Records provided =
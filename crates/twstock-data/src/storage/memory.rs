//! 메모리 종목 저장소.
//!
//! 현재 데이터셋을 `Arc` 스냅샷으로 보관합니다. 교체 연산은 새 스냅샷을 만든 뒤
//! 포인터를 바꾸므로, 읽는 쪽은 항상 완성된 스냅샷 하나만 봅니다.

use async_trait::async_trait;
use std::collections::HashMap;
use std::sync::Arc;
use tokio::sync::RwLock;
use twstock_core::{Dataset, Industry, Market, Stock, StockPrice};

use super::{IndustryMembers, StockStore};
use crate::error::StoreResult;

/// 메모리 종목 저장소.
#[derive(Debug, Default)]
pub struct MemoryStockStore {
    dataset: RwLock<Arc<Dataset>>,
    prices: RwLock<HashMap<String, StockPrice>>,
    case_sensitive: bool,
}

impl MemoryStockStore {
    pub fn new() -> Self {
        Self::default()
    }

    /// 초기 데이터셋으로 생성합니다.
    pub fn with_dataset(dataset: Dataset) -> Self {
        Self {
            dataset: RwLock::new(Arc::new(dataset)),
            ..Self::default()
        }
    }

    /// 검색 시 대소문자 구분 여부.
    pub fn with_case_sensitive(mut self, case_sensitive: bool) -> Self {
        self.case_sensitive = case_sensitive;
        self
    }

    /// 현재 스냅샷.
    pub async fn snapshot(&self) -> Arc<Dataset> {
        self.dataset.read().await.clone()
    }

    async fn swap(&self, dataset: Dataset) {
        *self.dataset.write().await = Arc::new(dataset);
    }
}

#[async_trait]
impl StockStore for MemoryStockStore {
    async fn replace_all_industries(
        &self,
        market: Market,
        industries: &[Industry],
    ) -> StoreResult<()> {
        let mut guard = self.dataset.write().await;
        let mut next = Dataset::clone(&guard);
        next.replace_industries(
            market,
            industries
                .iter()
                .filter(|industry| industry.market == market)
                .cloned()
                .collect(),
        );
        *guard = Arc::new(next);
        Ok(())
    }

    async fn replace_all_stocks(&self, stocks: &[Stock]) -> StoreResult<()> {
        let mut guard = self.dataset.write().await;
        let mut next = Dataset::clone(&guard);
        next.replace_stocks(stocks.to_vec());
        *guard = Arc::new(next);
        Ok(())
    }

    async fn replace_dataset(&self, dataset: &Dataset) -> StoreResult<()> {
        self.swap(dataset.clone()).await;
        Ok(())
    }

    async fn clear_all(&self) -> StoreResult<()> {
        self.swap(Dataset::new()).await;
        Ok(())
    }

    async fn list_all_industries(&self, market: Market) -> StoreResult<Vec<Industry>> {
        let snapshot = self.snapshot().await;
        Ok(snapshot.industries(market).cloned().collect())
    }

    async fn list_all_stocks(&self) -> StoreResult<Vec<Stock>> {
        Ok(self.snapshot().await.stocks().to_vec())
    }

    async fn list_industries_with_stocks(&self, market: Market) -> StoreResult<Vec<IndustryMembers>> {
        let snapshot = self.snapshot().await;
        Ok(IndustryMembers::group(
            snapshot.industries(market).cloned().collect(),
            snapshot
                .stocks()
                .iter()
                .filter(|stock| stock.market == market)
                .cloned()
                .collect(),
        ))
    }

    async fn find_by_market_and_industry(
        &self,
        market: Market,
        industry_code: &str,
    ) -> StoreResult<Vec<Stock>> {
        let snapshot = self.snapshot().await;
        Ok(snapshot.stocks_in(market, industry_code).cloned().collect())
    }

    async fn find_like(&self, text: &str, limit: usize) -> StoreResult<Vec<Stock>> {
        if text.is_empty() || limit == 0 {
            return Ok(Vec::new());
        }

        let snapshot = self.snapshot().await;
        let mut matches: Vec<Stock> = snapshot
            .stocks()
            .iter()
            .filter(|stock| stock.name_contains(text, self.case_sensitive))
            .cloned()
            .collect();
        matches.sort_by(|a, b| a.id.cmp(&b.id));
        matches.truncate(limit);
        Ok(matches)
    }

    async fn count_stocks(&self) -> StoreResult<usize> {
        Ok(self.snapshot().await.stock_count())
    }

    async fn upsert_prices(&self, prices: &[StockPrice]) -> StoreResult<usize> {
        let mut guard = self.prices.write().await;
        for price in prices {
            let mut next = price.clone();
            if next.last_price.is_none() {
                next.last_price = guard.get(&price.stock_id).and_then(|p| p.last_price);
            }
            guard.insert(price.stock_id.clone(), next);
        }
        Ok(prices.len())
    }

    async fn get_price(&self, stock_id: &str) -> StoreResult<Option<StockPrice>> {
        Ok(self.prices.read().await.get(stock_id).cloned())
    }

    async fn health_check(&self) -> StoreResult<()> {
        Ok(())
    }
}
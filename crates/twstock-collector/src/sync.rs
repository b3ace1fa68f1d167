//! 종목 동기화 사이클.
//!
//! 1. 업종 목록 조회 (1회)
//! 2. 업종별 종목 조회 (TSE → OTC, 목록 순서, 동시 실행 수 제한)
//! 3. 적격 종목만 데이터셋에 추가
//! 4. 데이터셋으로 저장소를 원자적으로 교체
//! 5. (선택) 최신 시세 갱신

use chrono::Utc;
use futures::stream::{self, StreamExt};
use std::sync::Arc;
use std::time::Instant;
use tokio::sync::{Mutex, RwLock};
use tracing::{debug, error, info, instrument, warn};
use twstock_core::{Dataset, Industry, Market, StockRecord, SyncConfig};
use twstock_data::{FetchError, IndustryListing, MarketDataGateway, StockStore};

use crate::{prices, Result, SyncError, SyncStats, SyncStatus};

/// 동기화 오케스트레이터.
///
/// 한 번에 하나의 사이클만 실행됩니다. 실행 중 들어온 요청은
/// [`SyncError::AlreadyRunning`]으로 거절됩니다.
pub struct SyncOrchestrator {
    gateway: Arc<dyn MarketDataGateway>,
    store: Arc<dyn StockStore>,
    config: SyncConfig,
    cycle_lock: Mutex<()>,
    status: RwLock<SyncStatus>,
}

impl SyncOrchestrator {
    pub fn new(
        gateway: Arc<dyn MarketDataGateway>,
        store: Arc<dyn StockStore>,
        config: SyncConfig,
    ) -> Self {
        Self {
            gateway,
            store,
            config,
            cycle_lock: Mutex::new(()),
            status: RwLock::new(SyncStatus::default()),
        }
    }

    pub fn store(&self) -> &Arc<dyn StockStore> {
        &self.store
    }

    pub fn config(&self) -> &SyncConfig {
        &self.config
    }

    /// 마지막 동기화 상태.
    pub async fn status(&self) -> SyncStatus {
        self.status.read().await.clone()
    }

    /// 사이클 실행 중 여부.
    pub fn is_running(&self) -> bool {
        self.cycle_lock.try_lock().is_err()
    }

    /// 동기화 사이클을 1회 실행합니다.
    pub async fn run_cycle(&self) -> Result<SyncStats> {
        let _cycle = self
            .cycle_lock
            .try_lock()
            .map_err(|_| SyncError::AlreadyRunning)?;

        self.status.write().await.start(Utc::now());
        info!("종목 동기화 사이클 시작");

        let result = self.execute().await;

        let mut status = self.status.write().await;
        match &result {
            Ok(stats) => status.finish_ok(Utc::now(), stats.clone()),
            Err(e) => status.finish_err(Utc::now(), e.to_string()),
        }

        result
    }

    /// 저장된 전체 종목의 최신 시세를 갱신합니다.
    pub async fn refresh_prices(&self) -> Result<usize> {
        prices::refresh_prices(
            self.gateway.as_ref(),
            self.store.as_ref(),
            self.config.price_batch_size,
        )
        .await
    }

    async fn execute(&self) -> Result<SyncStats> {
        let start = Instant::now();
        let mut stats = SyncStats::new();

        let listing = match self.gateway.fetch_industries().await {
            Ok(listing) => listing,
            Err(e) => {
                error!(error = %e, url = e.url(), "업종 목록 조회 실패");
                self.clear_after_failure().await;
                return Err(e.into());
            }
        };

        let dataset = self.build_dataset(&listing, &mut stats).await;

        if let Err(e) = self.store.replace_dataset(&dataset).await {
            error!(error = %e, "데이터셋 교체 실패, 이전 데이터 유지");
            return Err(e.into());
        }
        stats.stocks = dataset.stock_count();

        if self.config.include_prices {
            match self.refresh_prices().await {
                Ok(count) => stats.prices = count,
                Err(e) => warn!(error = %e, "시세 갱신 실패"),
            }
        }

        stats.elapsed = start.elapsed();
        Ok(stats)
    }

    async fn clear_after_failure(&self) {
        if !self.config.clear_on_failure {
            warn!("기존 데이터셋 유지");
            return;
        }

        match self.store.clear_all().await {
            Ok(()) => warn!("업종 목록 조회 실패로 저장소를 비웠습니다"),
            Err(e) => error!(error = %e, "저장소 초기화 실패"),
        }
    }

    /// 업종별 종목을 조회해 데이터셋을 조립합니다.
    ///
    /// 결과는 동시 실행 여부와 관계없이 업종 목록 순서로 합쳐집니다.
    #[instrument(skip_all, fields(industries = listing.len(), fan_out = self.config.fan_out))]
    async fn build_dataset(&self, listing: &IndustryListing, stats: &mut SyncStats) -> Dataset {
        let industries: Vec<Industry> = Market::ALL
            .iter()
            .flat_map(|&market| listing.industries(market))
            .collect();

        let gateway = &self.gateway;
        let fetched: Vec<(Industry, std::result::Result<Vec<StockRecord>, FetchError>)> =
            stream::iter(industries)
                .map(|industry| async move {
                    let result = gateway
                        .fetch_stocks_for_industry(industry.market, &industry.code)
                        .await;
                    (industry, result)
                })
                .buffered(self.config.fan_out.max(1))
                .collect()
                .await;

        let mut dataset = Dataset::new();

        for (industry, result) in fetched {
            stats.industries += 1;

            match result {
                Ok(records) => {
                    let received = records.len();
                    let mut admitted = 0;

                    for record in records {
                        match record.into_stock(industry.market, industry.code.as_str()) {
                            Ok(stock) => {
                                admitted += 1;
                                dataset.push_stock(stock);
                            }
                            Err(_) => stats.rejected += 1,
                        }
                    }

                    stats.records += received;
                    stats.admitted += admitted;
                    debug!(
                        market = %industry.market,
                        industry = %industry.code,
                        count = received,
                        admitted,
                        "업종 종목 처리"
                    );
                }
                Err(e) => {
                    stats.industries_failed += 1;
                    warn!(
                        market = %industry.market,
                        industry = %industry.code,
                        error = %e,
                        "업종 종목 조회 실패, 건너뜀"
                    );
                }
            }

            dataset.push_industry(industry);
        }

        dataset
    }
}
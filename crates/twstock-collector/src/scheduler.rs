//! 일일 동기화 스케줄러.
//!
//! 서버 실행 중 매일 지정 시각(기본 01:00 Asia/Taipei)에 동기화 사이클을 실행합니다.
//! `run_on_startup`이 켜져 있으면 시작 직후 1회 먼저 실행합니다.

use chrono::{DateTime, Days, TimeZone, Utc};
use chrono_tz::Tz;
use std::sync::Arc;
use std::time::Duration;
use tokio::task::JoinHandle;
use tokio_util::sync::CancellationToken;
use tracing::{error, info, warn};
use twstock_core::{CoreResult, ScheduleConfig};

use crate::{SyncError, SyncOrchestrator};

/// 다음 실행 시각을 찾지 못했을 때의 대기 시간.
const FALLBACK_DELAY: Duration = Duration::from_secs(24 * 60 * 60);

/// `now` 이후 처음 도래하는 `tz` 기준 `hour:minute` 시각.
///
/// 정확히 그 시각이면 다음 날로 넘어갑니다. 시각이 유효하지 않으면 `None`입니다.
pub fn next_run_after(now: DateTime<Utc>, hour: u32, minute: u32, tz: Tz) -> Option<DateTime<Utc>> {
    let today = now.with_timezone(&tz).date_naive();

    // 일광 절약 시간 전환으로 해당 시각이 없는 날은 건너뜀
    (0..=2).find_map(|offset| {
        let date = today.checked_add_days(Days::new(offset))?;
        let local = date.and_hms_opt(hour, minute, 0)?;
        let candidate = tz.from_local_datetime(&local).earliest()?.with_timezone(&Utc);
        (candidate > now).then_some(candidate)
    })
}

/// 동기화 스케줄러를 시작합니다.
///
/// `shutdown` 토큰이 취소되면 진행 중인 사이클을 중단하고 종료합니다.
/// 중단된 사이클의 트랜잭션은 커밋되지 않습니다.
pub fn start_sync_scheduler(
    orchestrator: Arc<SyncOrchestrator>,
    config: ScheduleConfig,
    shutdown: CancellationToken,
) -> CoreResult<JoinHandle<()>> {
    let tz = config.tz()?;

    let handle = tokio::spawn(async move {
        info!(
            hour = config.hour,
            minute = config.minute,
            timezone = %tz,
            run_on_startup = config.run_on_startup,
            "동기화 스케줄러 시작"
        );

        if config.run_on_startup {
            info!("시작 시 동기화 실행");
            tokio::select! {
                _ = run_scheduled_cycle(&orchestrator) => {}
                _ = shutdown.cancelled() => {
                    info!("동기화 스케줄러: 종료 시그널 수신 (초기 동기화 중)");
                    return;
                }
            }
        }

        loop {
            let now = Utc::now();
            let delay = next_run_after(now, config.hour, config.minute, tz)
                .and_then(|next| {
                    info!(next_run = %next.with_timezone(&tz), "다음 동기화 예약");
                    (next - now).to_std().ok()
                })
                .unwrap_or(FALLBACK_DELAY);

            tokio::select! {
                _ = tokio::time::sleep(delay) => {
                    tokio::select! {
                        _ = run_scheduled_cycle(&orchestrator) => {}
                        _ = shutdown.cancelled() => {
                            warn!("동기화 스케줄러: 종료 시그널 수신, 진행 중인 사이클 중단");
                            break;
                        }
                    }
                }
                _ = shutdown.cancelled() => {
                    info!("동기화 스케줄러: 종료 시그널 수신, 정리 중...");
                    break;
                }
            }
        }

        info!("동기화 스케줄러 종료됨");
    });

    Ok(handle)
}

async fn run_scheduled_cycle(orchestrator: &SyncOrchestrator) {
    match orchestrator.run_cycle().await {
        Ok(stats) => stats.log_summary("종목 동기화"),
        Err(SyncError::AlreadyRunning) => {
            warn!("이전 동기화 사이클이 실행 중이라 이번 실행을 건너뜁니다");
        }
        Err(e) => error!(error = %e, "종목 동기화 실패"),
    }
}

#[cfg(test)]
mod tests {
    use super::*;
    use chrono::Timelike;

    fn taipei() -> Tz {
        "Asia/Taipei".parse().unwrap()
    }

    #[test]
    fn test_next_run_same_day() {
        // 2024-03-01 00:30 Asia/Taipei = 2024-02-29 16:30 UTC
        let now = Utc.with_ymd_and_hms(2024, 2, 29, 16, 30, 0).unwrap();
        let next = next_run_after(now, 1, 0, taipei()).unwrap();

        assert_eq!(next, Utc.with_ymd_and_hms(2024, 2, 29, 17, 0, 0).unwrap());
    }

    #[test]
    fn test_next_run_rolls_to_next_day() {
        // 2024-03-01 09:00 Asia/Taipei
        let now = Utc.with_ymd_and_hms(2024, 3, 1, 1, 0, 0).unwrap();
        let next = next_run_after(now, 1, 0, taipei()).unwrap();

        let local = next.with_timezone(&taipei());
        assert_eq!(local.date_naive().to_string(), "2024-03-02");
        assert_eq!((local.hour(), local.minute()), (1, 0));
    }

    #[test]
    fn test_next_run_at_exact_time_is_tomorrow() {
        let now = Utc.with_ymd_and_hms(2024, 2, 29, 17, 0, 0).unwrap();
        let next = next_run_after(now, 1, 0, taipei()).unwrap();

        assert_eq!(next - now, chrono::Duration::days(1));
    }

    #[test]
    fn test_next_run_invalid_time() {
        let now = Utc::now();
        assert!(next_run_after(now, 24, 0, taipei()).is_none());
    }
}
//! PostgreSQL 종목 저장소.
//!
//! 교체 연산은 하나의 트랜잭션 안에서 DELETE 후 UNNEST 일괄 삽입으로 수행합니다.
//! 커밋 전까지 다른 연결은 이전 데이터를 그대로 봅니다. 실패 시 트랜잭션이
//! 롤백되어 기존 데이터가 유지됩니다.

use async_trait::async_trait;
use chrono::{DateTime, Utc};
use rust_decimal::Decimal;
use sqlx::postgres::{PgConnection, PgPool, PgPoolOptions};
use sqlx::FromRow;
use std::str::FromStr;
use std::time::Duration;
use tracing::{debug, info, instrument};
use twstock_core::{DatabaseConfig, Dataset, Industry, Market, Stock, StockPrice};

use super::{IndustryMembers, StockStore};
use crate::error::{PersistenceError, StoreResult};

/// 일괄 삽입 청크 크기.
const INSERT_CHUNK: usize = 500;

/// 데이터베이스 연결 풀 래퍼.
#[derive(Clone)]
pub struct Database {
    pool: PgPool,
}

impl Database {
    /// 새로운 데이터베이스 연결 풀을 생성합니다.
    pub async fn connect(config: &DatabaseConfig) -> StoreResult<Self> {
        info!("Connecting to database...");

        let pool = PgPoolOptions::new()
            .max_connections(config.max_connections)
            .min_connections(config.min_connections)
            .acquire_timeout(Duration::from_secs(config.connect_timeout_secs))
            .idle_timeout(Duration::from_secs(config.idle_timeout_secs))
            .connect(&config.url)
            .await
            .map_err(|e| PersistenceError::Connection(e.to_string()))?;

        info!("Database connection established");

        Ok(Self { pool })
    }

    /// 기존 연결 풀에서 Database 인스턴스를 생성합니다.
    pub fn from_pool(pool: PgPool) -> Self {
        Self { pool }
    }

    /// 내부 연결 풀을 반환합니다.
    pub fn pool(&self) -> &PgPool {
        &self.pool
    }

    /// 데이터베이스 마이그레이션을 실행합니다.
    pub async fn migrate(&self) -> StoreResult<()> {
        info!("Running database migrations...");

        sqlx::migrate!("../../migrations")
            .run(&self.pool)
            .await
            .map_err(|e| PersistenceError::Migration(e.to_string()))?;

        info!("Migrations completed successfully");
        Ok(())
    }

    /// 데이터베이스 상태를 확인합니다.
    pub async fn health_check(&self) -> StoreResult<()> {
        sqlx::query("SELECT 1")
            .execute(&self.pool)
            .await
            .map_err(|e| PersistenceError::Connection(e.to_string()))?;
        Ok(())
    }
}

What is being asked =
Of the lines in the listing above, count those containing the word "const", and state the count alone.

Reply =
2